- [BRIEF]
Starting at the line with "self.host = host.into();", retype each line exactly up to and including the final line of the records below.

- [Saved entries]

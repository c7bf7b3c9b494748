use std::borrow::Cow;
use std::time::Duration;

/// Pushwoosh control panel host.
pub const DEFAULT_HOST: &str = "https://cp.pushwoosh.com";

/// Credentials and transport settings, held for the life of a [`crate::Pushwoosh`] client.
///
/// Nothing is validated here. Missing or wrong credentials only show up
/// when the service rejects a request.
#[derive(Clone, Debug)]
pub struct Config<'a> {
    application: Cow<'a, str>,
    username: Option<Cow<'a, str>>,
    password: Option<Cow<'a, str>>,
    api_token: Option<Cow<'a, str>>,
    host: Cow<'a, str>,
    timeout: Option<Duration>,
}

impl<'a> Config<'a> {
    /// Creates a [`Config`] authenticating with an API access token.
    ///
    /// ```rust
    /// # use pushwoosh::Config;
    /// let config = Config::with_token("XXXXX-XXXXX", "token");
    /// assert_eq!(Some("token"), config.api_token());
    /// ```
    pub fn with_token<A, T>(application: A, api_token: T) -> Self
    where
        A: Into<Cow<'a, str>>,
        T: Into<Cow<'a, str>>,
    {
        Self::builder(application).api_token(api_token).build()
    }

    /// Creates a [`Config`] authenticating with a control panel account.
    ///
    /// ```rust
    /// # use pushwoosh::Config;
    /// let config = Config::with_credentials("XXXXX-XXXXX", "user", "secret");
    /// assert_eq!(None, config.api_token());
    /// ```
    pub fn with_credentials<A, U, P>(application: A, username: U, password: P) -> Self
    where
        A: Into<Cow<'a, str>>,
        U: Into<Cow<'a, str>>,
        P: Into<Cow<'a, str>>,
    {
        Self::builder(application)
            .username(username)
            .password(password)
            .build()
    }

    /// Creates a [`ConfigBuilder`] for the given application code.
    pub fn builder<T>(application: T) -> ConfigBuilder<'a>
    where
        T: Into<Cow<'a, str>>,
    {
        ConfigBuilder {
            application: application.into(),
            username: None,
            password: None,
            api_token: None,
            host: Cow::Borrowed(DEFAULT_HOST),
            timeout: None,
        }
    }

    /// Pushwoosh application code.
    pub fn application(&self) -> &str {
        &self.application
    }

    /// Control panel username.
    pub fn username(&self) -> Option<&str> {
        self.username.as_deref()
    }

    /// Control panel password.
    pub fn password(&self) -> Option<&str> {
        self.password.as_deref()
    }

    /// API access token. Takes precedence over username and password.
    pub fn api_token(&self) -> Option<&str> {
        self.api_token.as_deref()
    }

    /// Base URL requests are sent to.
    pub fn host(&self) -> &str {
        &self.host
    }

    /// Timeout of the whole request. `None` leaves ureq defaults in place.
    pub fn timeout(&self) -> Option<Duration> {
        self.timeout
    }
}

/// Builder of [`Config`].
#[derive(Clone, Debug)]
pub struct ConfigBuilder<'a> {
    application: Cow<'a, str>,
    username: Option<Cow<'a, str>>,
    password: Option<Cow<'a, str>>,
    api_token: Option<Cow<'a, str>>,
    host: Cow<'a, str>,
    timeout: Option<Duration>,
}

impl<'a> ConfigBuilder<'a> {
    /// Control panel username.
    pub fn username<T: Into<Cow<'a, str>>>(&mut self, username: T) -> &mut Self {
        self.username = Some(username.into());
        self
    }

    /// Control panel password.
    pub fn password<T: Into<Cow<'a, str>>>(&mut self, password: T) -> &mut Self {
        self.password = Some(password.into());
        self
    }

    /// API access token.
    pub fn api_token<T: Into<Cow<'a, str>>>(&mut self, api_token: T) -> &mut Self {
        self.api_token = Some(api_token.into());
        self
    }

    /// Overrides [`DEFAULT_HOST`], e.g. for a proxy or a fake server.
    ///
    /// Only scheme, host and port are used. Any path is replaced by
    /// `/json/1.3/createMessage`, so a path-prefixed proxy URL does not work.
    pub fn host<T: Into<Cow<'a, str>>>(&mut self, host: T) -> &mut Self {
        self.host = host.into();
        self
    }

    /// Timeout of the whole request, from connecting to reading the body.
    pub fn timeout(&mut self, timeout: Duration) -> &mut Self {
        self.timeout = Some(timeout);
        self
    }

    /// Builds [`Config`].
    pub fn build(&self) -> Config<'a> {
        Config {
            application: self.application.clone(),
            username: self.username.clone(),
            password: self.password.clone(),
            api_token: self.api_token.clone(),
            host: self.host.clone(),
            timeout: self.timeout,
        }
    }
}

- [RESPONSE AREA]
        self.host = host.into();
        self
    }

    /// Timeout of the whole request, from connecting to reading the body.
    pub fn timeout(&mut self, timeout: Duration) -> &mut Self {
        self.timeout = Some(timeout);
        self
    }

    /// Builds [`Config`].
    pub fn build(&self) -> Config<'a> {
        Config {
            application: self.application.clone(),
            username: self.username.clone(),
            password: self.password.clone(),
            api_token: self.api_token.clone(),
            host: self.host.clone(),
            timeout: self.timeout,
        }
    }
}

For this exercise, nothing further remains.